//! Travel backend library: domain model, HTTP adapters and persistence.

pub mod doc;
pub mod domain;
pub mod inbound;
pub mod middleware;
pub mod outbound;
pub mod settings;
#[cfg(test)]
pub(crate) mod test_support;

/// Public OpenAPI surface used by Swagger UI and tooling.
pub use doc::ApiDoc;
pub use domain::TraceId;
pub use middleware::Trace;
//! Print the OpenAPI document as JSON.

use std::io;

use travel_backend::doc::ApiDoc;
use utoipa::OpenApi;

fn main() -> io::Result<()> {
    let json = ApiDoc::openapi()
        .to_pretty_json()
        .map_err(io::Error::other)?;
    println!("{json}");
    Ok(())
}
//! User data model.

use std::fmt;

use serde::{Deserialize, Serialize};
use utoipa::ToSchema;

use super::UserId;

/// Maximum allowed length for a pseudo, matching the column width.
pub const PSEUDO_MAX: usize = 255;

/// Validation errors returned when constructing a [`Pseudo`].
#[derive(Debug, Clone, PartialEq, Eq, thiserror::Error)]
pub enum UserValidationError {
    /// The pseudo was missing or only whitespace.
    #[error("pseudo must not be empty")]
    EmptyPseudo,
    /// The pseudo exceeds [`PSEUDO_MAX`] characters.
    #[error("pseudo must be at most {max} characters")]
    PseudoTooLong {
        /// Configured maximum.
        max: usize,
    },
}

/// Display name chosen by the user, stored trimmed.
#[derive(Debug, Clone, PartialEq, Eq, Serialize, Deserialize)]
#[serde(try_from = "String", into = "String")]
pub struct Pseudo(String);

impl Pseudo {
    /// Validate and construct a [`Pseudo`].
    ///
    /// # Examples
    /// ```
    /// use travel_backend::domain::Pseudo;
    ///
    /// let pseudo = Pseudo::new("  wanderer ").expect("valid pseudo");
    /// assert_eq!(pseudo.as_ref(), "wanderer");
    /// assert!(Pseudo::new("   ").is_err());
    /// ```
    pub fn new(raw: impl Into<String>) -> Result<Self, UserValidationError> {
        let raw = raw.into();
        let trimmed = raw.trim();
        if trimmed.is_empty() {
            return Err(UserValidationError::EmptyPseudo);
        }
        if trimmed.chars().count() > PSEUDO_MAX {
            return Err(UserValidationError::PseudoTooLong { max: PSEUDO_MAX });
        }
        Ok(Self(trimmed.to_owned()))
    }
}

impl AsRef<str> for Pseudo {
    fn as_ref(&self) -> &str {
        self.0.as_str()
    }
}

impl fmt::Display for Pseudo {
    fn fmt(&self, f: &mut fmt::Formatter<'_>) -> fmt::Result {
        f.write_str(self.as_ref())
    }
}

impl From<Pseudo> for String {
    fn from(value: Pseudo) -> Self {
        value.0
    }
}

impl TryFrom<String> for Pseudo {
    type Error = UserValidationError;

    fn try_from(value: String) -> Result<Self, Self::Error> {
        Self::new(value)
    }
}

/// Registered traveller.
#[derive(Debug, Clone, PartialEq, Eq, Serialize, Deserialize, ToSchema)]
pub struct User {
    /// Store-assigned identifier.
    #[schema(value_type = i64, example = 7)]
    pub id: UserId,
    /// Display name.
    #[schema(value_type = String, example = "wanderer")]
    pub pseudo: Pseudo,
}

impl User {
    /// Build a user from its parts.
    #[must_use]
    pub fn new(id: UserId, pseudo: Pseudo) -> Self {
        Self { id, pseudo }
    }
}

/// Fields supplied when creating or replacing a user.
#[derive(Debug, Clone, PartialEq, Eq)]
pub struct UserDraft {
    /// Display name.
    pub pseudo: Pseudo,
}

+--

> _Work item_
Only a number should be returned: the count of lines above that include "UserId".

> _Answer box_
3